Picture an ordinary ice-cream cone. In your hand it's nothing — cute, sweet, instantly forgotten. Now imagine it three storeys tall, leaning over a footpath in the middle of town. Same shape, same colours, same everything — but suddenly it's grand and ridiculous at once, and you can't not look at it. Nobody added meaning to the ice-cream. The size did that. Drag the slider in the toy and you'll feel the caption change under your hand: cute, ordinary, monumental, absurd — with the object sitting perfectly still the whole time.

This is a much newer way of thinking than the careful, rule-bound drawing of earlier centuries. It belongs to the postmodern world — artists who decided the everyday supermarket object was worth taking seriously, and that you could make people feel something just by getting the scale gloriously wrong. That's the soil this whole "Soft serve" unit grows out of.

Say it plainly: you don't always need a new subject to say something new. Take an ordinary thing and resize or reshape it, and the meaning shifts all by itself.

The Two Levers That Do All the Work

Scale is the loud one. Too small and a thing reads as a toy or a trinket; sat at the size your eye expects, it says nothing at all; pushed bigger than a person and it tips into the monumental; pushed bigger still and it becomes absurd, comic, almost dreamlike. The figure standing beside the object in the toy is doing real work — without something familiar for scale, your eye has nothing to be surprised by.

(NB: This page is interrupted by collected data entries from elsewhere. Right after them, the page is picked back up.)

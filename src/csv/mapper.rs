//! Header-aware row mapping from tokenized CSV lines to typed records
//!
//! The mapper never fails on a malformed *row* (short or invalid rows
//! are dropped, with a debug trace); it fails only on a malformed
//! *document*, meaning fewer than two lines (no header + data).

use crate::csv::tokenize_line;
use crate::models::{
    CoffeeMetadata, CoffeeQualityEstimate, ParticipantHarshnessEstimate, PreferenceResponse,
    TasteTestResponse,
};
use crate::{Error, Result};

/// One tokenized data row paired with the document's header row.
///
/// Lookups by header name fall back to empty string / 0.0 when the
/// column is absent, so extractors are total.
pub struct RowView<'a> {
    headers: &'a [String],
    fields: &'a [String],
}

impl<'a> RowView<'a> {
    pub fn new(headers: &'a [String], fields: &'a [String]) -> Self {
        Self { headers, fields }
    }

    /// Field under the named header, or empty string.
    pub fn text(&self, key: &str) -> String {
        self.headers
            .iter()
            .position(|h| h == key)
            .and_then(|i| self.fields.get(i))
            .map(|v| v.trim().to_string())
            .unwrap_or_default()
    }

    /// Numeric field under the named header, or 0.0.
    pub fn number(&self, key: &str) -> f64 {
        coerce_number(&self.text(key))
    }

    /// Field at a fixed position, or empty string (positional feeds).
    pub fn col_text(&self, index: usize) -> String {
        self.fields
            .get(index)
            .map(|v| v.trim().to_string())
            .unwrap_or_default()
    }

    /// Numeric field at a fixed position, or 0.0.
    pub fn col_number(&self, index: usize) -> f64 {
        coerce_number(&self.col_text(index))
    }
}

/// Lenient numeric coercion: longest leading numeric prefix, else 0.0.
/// "4.5 stars" is 4.5, "n/a" is 0.0, as upstream cells mix text in.
fn coerce_number(value: &str) -> f64 {
    let trimmed = value.trim();
    if let Ok(parsed) = trimmed.parse::<f64>() {
        return parsed;
    }
    let prefix: String = trimmed
        .chars()
        .take_while(|c| c.is_ascii_digit() || *c == '.' || *c == '-' || *c == '+')
        .collect();
    prefix.parse::<f64>().unwrap_or(0.0)
}

/// Per-feed extraction schema: minimum row width, plus the extractor
/// that coerces a row into a typed record and applies the validity
/// predicate (`None` drops the row).
pub trait FeedSchema: Sized {
    /// Feed name for logging
    const FEED: &'static str;

    /// Minimum field count for a row to be considered at all.
    /// `header_count` lets header-keyed feeds require full-width rows.
    fn min_columns(header_count: usize) -> usize;

    /// Build a record from one row; `None` means the row is invalid.
    fn from_row(row: &RowView<'_>) -> Option<Self>;
}

/// Split a raw feed body into a header line and data lines.
///
/// Fails with `Error::Parse` when the document has fewer than two
/// lines; anything else, even if every data row is later dropped, is
/// tolerated input.
pub fn split_document(body: &str) -> Result<(&str, Vec<&str>)> {
    let mut lines = body.trim().lines();
    let header = lines.next().filter(|l| !l.trim().is_empty());
    let data: Vec<&str> = lines.collect();

    match header {
        Some(header) if !data.is_empty() => Ok((header, data)),
        _ => Err(Error::Parse(format!(
            "document has {} line(s), need header + data",
            body.trim().lines().count()
        ))),
    }
}

/// Map tokenized data rows into typed records under a feed schema.
pub fn map_rows<T: FeedSchema>(header_line: &str, data_lines: &[&str]) -> Vec<T> {
    let headers = tokenize_line(header_line);
    let mut records = Vec::new();
    let mut dropped = 0usize;

    for line in data_lines {
        if line.trim().is_empty() {
            continue;
        }
        let fields = tokenize_line(line);
        if fields.len() < T::min_columns(headers.len()) {
            dropped += 1;
            continue;
        }
        match T::from_row(&RowView::new(&headers, &fields)) {
            Some(record) => records.push(record),
            None => dropped += 1,
        }
    }

    if dropped > 0 {
        tracing::debug!(
            feed = T::FEED,
            kept = records.len(),
            dropped,
            "Dropped rows failing shape or validity checks"
        );
    }

    records
}

/// Parse a whole feed body: split, then map.
pub fn parse_feed<T: FeedSchema>(body: &str) -> Result<Vec<T>> {
    let (header, data) = split_document(body)?;
    Ok(map_rows(header, &data))
}

impl FeedSchema for TasteTestResponse {
    const FEED: &'static str = "taste_test";

    // Full-width rows only; a truncated row would silently shift columns
    fn min_columns(header_count: usize) -> usize {
        header_count
    }

    fn from_row(row: &RowView<'_>) -> Option<Self> {
        let record = Self {
            uuid: row.text("UUID"),
            timestamp: row.text("Timestamp"),
            which_coffee: row.text("Which Coffee"),
            aroma: row.number("Aroma"),
            flavor: row.number("Flavor"),
            acidity: row.text("Acidity"),
            body: row.text("Body"),
            aftertaste: row.number("Aftertaste"),
            tasting_notes: row.text("Tasting Notes"),
            overall_enjoyment: row.number("Overall Enjoyment"),
        };

        let valid = !record.uuid.is_empty()
            && !record.which_coffee.is_empty()
            && record.overall_enjoyment >= 0.5;
        valid.then_some(record)
    }
}

impl FeedSchema for PreferenceResponse {
    const FEED: &'static str = "preference";

    fn min_columns(_header_count: usize) -> usize {
        3
    }

    fn from_row(row: &RowView<'_>) -> Option<Self> {
        let record = Self {
            uuid: row.text("UUID"),
            timestamp: row.text("Timestamp"),
            preference: row.text("Coffee Person"),
            coffees_per_day: row.number("Coffees Per Day"),
            teas_per_day: row.number("Teas Per Day"),
            black_coffee: row.text("Black Coffee"),
            coffee_types: row.text("Coffee Types"),
            roast_preference: row.text("Roast Preference"),
            why_drink_coffee: row.text("Why do you drink coffee?"),
            other_caffeinated_drinks: row.number("Other Caffeinated Drinks"),
            frequency: row.text("Frequency"),
            why_not_more_coffee: row.text("Why don't you drink more coffee?"),
            decaf_coffee: row.text("Decaf Coffee"),
            coffee_additions: row.text("Coffee Additions"),
        };

        let valid = !record.uuid.is_empty() && !record.preference.is_empty();
        valid.then_some(record)
    }
}

impl FeedSchema for CoffeeMetadata {
    const FEED: &'static str = "coffee_metadata";

    fn min_columns(_header_count: usize) -> usize {
        5
    }

    fn from_row(row: &RowView<'_>) -> Option<Self> {
        let record = Self {
            coffee_id: row.col_text(0),
            coffee_name: row.col_text(1),
            coffee_geography: row.col_text(2),
            process: row.col_text(3),
            brew_method: row.col_text(4),
            price: row.col_text(5),
        };

        (!record.coffee_id.is_empty()).then_some(record)
    }
}

impl FeedSchema for CoffeeQualityEstimate {
    const FEED: &'static str = "coffee_quality";

    fn min_columns(_header_count: usize) -> usize {
        5
    }

    fn from_row(row: &RowView<'_>) -> Option<Self> {
        let record = Self {
            c_value: row.col_text(0),
            mean_quality: row.col_number(1),
            lower_confidence: row.col_number(2),
            upper_confidence: row.col_number(3),
            coffee_id: row.col_text(4),
        };

        (!record.coffee_id.is_empty()).then_some(record)
    }
}

impl FeedSchema for ParticipantHarshnessEstimate {
    const FEED: &'static str = "participant_harshness";

    fn min_columns(_header_count: usize) -> usize {
        8
    }

    fn from_row(row: &RowView<'_>) -> Option<Self> {
        let record = Self {
            uuid: row.col_text(0),
            taster_id: row.col_text(1),
            mean_harshness: row.col_number(2),
            p13_harshness: row.col_number(3),
            p87_harshness: row.col_number(4),
            mean_discrim: row.col_number(5),
            p13_discrim: row.col_number(6),
            p87_discrim: row.col_number(7),
        };

        (!record.uuid.is_empty()).then_some(record)
    }
}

Material is the quiet one. We carry deep expectations about how things should feel — a chair is hard, a spanner is rigid, a toilet is cold porcelain. Make a hard object soft and droopy and the brain trips over itself: the thing looks wrong in a way it can't quite name. That uneasy feeling is the artist's tool. It's exactly the trick at the heart of soft sculpture, which you'll meet properly in the last rung.

Resize it and it becomes monumental or absurd. Soften it and it becomes uncanny. The object never changed — only your expectations got broken.

So in the toy, slide the ice-cream from tiny to giant and read the caption each time. Nothing about the thing moved — only its scale beside a human being. That single change is enough to carry a whole idea, and that's the secret this concept is built on.

Us, Thinking Out Loud

Why does a giant spoon feel grand and funny at the same time — how can it be both?

What ordinary object around our place would feel the strangest if it went soft and floppy?